■ **ASSIGNMENT**
Show every line from the entries that follow which holds the word "String".

(Stored data)
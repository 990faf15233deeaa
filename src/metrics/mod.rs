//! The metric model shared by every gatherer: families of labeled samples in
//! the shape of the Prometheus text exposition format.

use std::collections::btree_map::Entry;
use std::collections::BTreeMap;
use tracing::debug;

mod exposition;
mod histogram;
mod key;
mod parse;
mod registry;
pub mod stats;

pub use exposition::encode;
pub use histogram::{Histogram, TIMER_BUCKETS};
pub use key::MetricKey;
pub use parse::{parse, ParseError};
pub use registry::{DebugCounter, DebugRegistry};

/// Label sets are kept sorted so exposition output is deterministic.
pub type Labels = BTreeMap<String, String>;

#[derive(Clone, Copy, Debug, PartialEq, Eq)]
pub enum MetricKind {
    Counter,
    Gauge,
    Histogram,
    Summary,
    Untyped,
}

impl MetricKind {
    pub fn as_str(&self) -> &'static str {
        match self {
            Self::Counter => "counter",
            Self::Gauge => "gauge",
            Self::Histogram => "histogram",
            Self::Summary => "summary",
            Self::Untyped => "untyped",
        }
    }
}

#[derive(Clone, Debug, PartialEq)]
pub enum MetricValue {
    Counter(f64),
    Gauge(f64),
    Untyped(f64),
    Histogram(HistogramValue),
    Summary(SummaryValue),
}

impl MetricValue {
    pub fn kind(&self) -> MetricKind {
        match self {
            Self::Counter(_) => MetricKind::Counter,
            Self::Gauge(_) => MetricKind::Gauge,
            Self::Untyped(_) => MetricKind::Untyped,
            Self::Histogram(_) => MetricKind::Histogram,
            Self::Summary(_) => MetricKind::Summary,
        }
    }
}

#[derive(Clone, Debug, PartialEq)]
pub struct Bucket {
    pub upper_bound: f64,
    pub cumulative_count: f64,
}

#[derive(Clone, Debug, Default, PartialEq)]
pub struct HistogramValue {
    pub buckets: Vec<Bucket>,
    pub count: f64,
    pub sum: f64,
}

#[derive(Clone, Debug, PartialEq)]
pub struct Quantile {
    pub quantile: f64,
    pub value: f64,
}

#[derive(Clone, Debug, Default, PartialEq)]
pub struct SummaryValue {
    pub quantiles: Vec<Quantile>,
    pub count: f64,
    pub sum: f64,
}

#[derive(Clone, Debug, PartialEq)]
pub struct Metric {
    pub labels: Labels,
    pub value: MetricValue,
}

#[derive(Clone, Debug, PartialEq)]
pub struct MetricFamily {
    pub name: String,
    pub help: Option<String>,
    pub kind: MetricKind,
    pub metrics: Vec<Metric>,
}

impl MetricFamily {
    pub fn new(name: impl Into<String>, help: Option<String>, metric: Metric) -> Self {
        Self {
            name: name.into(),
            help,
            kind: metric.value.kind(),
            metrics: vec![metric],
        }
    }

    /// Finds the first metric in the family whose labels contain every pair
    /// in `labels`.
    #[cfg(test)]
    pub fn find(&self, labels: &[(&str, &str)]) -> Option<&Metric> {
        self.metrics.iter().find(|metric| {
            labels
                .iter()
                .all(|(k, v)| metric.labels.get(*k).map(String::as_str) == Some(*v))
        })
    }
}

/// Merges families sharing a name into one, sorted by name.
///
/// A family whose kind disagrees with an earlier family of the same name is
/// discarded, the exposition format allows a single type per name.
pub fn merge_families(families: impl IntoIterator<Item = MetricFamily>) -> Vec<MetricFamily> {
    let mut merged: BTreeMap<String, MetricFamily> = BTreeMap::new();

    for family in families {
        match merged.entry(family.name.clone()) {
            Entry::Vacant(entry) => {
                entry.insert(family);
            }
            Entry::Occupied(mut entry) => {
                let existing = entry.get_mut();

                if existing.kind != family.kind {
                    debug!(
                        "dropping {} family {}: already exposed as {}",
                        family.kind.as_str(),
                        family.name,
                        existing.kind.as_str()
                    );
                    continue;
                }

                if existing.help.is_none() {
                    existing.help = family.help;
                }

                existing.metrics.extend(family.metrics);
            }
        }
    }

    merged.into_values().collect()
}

■ **SOLUTION TO THE EXERCISE**
pub type Labels = BTreeMap<String, String>;
    pub name: String,
    pub help: Option<String>,
    pub fn new(name: impl Into<String>, help: Option<String>, metric: Metric) -> Self {
                .all(|(k, v)| metric.labels.get(*k).map(String::as_str) == Some(*v))
    let mut merged: BTreeMap<String, MetricFamily> = BTreeMap::new();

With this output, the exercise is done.